The response should be the lines of the data, starting at the first and ending at the one that contains "percent_decode_str(raw)", copied without change.

*DATA PROVIDED*
++++++++

//! Wire-format helpers: percent escaping, `Cookie` header parsing and the
//! `Set-Cookie` header value layout.
//!
//! Percent-encoding of the cookie name and the signed token is the wire
//! contract; the inbound path decodes symmetrically before anything reaches
//! the store.

use percent_encoding::{percent_decode_str, utf8_percent_encode, AsciiSet, NON_ALPHANUMERIC};
use time::{macros::format_description, OffsetDateTime, UtcOffset};

use crate::queue::Directive;
use crate::signer::Signer;

/// Everything outside the RFC 3986 unreserved set gets escaped.
const COMPONENT: &AsciiSet = &NON_ALPHANUMERIC
    .remove(b'-')
    .remove(b'_')
    .remove(b'.')
    .remove(b'~');

pub(crate) fn encode_component(raw: &str) -> String {
    utf8_percent_encode(raw, COMPONENT).to_string()
}

pub(crate) fn decode_component(raw: &str) -> Option<String> {
    percent_decode_str(raw)
        .decode_utf8()
        .ok()
        .map(|decoded| decoded.into_owned())
}

/// Split a `Cookie` request header into decoded name/value pairs.
///
/// Malformed pairs (no `=`, invalid percent escapes) are skipped rather than
/// failing the whole header.
pub(crate) fn parse_cookie_header(header: &str) -> impl Iterator<Item = (String, String)> + '_ {
    header.split(';').filter_map(|pair| {
        let (name, value) = pair.trim().split_once('=')?;
        Some((decode_component(name)?, decode_component(value)?))
    })
}

/// Cookie `expires` timestamp: `Day, DD-Mon-YYYY HH:MM:SS GMT`.
pub(crate) fn format_expires(instant: OffsetDateTime) -> String {
    let format = format_description!(
        "[weekday repr:short], [day]-[month repr:short]-[year] [hour]:[minute]:[second] GMT"
    );
    instant
        .to_offset(UtcOffset::UTC)
        .format(&format)
        .expect("expires format only uses date-time components")
}

/// Serialize one directive into a `Set-Cookie` header value, signing the
/// cookie value on the way out.
pub(crate) fn build_header_value(signer: &Signer, directive: &Directive) -> String {
    let token = signer.sign(&directive.value);
    let mut line = format!(
        "{}={}",
        encode_component(&directive.name),
        encode_component(&token)
    );
    if let Some(expires) = directive.expires {
        line.push_str("; expires=");
        line.push_str(&format_expires(expires));
    }
    if !directive.path.is_empty() {
        line.push_str("; path=");
        line.push_str(&directive.path);
    }
    if let Some(domain) = &directive.domain {
        line.push_str("; domain=");
        line.push_str(domain);
    }
    if directive.secure {
        line.push_str("; secure");
    }
    if directive.http_only {
        line.push_str("; httponly");
    }
    line
}
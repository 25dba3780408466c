//! Signed, lazily-verified cookies for `tower` services, with deferred
//! write-back.
//!
//! Each request gets a [`CookieSession`]: reads are verified against the
//! signing salt on first access (unused cookies cost nothing), writes are
//! staged and only serialized into `Set-Cookie` headers once, after the
//! handler has returned. The wire token is `hex(sha1(salt || value))-value`.
//!
//! # Security
//! Signing is tamper evidence, not confidentiality: values travel in the
//! clear. A cookie that fails verification reads exactly like one that was
//! never set, so handlers cannot become an oracle for forged tokens.

mod config;
mod error;
mod format;
pub mod layer;
mod queue;
mod session;
mod signer;
mod store;

pub use crate::config::{CookieAttributes, CookieSessionConfig, Expiry};
pub use crate::error::{Error, InvalidSignature};
pub use crate::layer::CookieSessionLayer;
pub use crate::session::CookieSession;
pub use crate::signer::Signer;
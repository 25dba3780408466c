use std::net::SocketAddr;

use axum::{routing::get, Extension, Router};
use tower_signed_cookies::{
    CookieAttributes, CookieSession, CookieSessionConfig, CookieSessionLayer, Expiry,
};

async fn index(Extension(cookies): Extension<CookieSession>) -> String {
    let n: usize = cookies
        .get("n")
        .and_then(|value| value.parse().ok())
        .unwrap_or(0);
    cookies
        .set_with(
            "n",
            (n + 1).to_string(),
            CookieAttributes::default().with_expiry(Expiry::ONE_HOUR),
        )
        .expect("cookie set succeeds");
    format!("n={n}")
}

#[tokio::main]
async fn main() {
    let config = CookieSessionConfig::new("s3cret")
        // Default: no prefix
        .with_prefix("demo_")
        // Default: "localhost" (omits the domain attribute)
        .with_server_name("localhost");
    let cookie_layer = CookieSessionLayer::new(config);

    let app = Router::new().route("/", get(index)).layer(cookie_layer);

    let addr = SocketAddr::from(([127, 0, 0, 1], 3000));
    let listener = tokio::net::TcpListener::bind(addr)
        .await
        .expect("tcp listener binds successfully");
    let local_addr = listener.local_addr().expect("local address is available");
    println!("listening at http://{local_addr}");

    axum::serve(listener, app)
        .await
        .expect("server runs successfully");
}
//! `tower` middleware that binds a [`CookieSession`] to each request and
//! writes the staged cookies into the response.
//!
//! The service owns the request lifecycle boundary: it parses the inbound
//! `Cookie` header(s) into the raw map, inserts the session into request
//! extensions, and flushes exactly once after the inner service resolves,
//! appending one `Set-Cookie` header per staged directive. If the request is
//! dropped before the inner service resolves, nothing is flushed and no
//! headers leak.

use std::{
    collections::HashMap,
    future::Future,
    pin::Pin,
    task::{Context, Poll},
};

use http::{header, HeaderValue, Request, Response};
use tower_layer::Layer;
use tower_service::Service;

use crate::{config::CookieSessionConfig, format, session::CookieSession};

/// Layer that equips each request with a [`CookieSession`].
#[derive(Debug, Clone)]
pub struct CookieSessionLayer {
    config: CookieSessionConfig,
}

impl CookieSessionLayer {
    #[must_use]
    pub fn new(config: CookieSessionConfig) -> Self {
        Self { config }
    }
}

impl<S> Layer<S> for CookieSessionLayer {
    type Service = CookieSessionManager<S>;

    fn layer(&self, inner: S) -> Self::Service {
        CookieSessionManager {
            inner,
            config: self.config.clone(),
        }
    }
}

/// Middleware produced by [`CookieSessionLayer`].
#[derive(Debug, Clone)]
pub struct CookieSessionManager<S> {
    inner: S,
    config: CookieSessionConfig,
}

impl<ReqBody, ResBody, S> Service<Request<ReqBody>> for CookieSessionManager<S>
where
    S: Service<Request<ReqBody>, Response = Response<ResBody>> + Clone + Send + 'static,
    S::Future: Send,
    ReqBody: Send + 'static,
    ResBody: Default + Send,
{
    type Response = S::Response;
    type Error = S::Error;
    type Future = Pin<Box<dyn Future<Output = Result<Self::Response, Self::Error>> + Send>>;

    fn poll_ready(&mut self, cx: &mut Context<'_>) -> Poll<Result<(), Self::Error>> {
        self.inner.poll_ready(cx)
    }

    fn call(&mut self, mut req: Request<ReqBody>) -> Self::Future {
        let config = self.config.clone();

        let clone = self.inner.clone();
        let mut inner = std::mem::replace(&mut self.inner, clone);

        Box::pin(async move {
            let raw_inbound = parse_inbound(req.headers());
            let host_header = req
                .headers()
                .get(header::HOST)
                .and_then(|value| value.to_str().ok())
                .map(str::to_owned);

            let session = match CookieSession::new(&config, raw_inbound, host_header) {
                Ok(session) => session,
                Err(err) => {
                    tracing::error!(err = %err, "cookie session construction failed");
                    let mut res = Response::default();
                    *res.status_mut() = http::StatusCode::INTERNAL_SERVER_ERROR;
                    return Ok(res);
                }
            };
            req.extensions_mut().insert(session.clone());

            let mut res = inner.call(req).await?;

            for line in session.flush() {
                match HeaderValue::from_str(&line) {
                    Ok(value) => {
                        res.headers_mut().append(header::SET_COOKIE, value);
                    }
                    Err(err) => {
                        tracing::error!(err = %err, "staged cookie produced an invalid header value");
                    }
                }
            }

            Ok(res)
        })
    }
}

/// Merge every `Cookie` request header into one raw name/value map.
///
/// The first occurrence of a name wins.
fn parse_inbound(headers: &http::HeaderMap) -> HashMap<String, String> {
    let mut raw = HashMap::new();
    for header_value in headers.get_all(header::COOKIE) {
        let Ok(header_str) = header_value.to_str() else {
            continue;
        };
        for (name, value) in format::parse_cookie_header(header_str) {
            raw.entry(name).or_insert(value);
        }
    }
    raw
}
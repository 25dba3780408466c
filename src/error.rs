use thiserror::Error;

/// Errors surfaced by the public cookie session API.
#[derive(Debug, Error)]
pub enum Error {
    /// The signing salt was absent or empty at construction time.
    #[error("cookie signing salt must be a non-empty string")]
    MissingSalt,

    /// A cookie name contained characters outside `[A-Za-z0-9_]`.
    #[error("invalid cookie name: {0:?}")]
    InvalidName(String),
}

/// A token failed integrity verification.
///
/// Never escapes the store: a cookie with a bad signature reads exactly like
/// one that was never set.
#[derive(Debug, Error)]
#[error("cookie token failed signature verification")]
pub struct InvalidSignature;
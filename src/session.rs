use std::borrow::Cow;
use std::collections::HashMap;
use std::sync::{Arc, Mutex, MutexGuard, PoisonError};

use time::OffsetDateTime;

use crate::config::{CookieAttributes, CookieSessionConfig, Expiry};
use crate::error::Error;
use crate::queue::{Directive, OutboundQueue};
use crate::signer::Signer;
use crate::store::LazyStore;

/// The value staged when a cookie is removed; clients only ever see deletion
/// as a replacement cookie that has already expired.
const REMOVED_VALUE: &str = "removed";

/// Per-request cookie facade: verified reads, staged writes, one flush.
///
/// Reads verify lazily, on first access per name, and absorb bad signatures
/// into "no value". Writes stage directives that are only signed and
/// serialized when the transport layer calls [`flush`](Self::flush) after the
/// handler returns.
///
/// Cloning is cheap and every clone shares the same request-scoped state, so
/// the handle travels through request extensions.
#[derive(Debug, Clone)]
pub struct CookieSession {
    inner: Arc<Inner>,
}

#[derive(Debug)]
struct Inner {
    signer: Signer,
    prefix: Option<String>,
    server_name: String,
    host_header: Option<String>,
    store: Mutex<LazyStore>,
    queue: Mutex<OutboundQueue>,
}

impl CookieSession {
    /// Bind a session to one request's inbound cookies.
    ///
    /// `host_header` is the request's `Host` value, consulted only for domain
    /// defaulting. Fails with [`Error::MissingSalt`] if the configured salt
    /// is empty.
    pub fn new(
        config: &CookieSessionConfig,
        raw_inbound: HashMap<String, String>,
        host_header: Option<String>,
    ) -> Result<Self, Error> {
        if config.salt.is_empty() {
            return Err(Error::MissingSalt);
        }
        let prefix = config.prefix.as_ref().map(|prefix| prefix.to_string());
        Ok(Self {
            inner: Arc::new(Inner {
                signer: Signer::new(config.salt.to_string()),
                prefix: prefix.clone(),
                server_name: config.server_name.to_string(),
                host_header,
                store: Mutex::new(LazyStore::new(raw_inbound, prefix)),
                queue: Mutex::new(OutboundQueue::default()),
            }),
        })
    }

    /// True only when every given name carries a validly signed value.
    ///
    /// An empty name list returns `false`: asserting "all of nothing" almost
    /// always indicates a caller bug, so it does not vacuously succeed.
    pub fn is_set<'a, I>(&self, names: I) -> bool
    where
        I: IntoIterator<Item = &'a str>,
    {
        let mut store = lock(&self.inner.store);
        let mut any = false;
        for name in names {
            any = true;
            if !store.has(name, &self.inner.signer) {
                return false;
            }
        }
        any
    }

    /// Read a cookie's verified value.
    ///
    /// Absent, unsigned and tampered cookies all read as `None`.
    pub fn get(&self, name: &str) -> Option<String> {
        lock(&self.inner.store).get(name, &self.inner.signer)
    }

    /// Stage a cookie write with default attributes (one-day expiry, path
    /// `/`).
    pub fn set(&self, name: &str, value: impl Into<String>) -> Result<(), Error> {
        self.set_with(name, value, CookieAttributes::default())
    }

    /// Stage a cookie write. Nothing is signed or emitted until
    /// [`flush`](Self::flush).
    ///
    /// Staging the same name again replaces the earlier directive. Fails with
    /// [`Error::InvalidName`] unless the name matches `[A-Za-z0-9_]+`.
    pub fn set_with(
        &self,
        name: &str,
        value: impl Into<String>,
        attributes: CookieAttributes,
    ) -> Result<(), Error> {
        if !valid_name(name) {
            return Err(Error::InvalidName(name.to_owned()));
        }
        let directive = Directive {
            name: self.prefixed(name),
            value: value.into(),
            expires: attributes.expiry.resolve(OffsetDateTime::now_utc()),
            path: attributes.path.into_owned(),
            domain: self.resolve_domain(attributes.domain),
            secure: attributes.secure,
            http_only: attributes.http_only,
        };
        lock(&self.inner.queue).stage(directive);
        Ok(())
    }

    /// Stage removal of a cookie by replacing it with one that has already
    /// expired.
    pub fn remove(&self, name: &str) -> Result<(), Error> {
        self.remove_with(name, CookieAttributes::default().with_expiry(Expiry::REMOVE))
    }

    /// Stage removal with explicit attributes; the expiry should normally
    /// stay in the past.
    pub fn remove_with(&self, name: &str, attributes: CookieAttributes) -> Result<(), Error> {
        self.set_with(name, REMOVED_VALUE, attributes)
    }

    /// Drain staged writes into `Set-Cookie` header values, signing each one.
    ///
    /// The transport layer calls this exactly once after the handler returns.
    /// Calling it again without staging in between yields an empty vec.
    pub fn flush(&self) -> Vec<String> {
        lock(&self.inner.queue).flush(&self.inner.signer)
    }

    fn prefixed(&self, name: &str) -> String {
        match &self.inner.prefix {
            Some(prefix) => format!("{prefix}{name}"),
            None => name.to_owned(),
        }
    }

    /// Domain defaulting: an explicit domain wins; a `localhost` server name
    /// omits the attribute; otherwise the request's `Host` header, then the
    /// configured server name.
    fn resolve_domain(&self, explicit: Option<Cow<'static, str>>) -> Option<String> {
        if let Some(domain) = explicit {
            return Some(domain.into_owned());
        }
        if self.inner.server_name == "localhost" {
            return None;
        }
        if let Some(host) = &self.inner.host_header {
            return Some(host.clone());
        }
        Some(self.inner.server_name.clone())
    }
}

fn valid_name(name: &str) -> bool {
    !name.is_empty()
        && name
            .bytes()
            .all(|byte| byte.is_ascii_alphanumeric() || byte == b'_')
}

fn lock<T>(mutex: &Mutex<T>) -> MutexGuard<'_, T> {
    mutex.lock().unwrap_or_else(PoisonError::into_inner)
}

++++++++

*SOLUTION FOR THIS PROBLEM*
//! Wire-format helpers: percent escaping, `Cookie` header parsing and the
//! `Set-Cookie` header value layout.
//!
//! Percent-encoding of the cookie name and the signed token is the wire
//! contract; the inbound path decodes symmetrically before anything reaches
//! the store.

use percent_encoding::{percent_decode_str, utf8_percent_encode, AsciiSet, NON_ALPHANUMERIC};
use time::{macros::format_description, OffsetDateTime, UtcOffset};

use crate::queue::Directive;
use crate::signer::Signer;

/// Everything outside the RFC 3986 unreserved set gets escaped.
const COMPONENT: &AsciiSet = &NON_ALPHANUMERIC
    .remove(b'-')
    .remove(b'_')
    .remove(b'.')
    .remove(b'~');

pub(crate) fn encode_component(raw: &str) -> String {
    utf8_percent_encode(raw, COMPONENT).to_string()
}

pub(crate) fn decode_component(raw: &str) -> Option<String> {
    percent_decode_str(raw)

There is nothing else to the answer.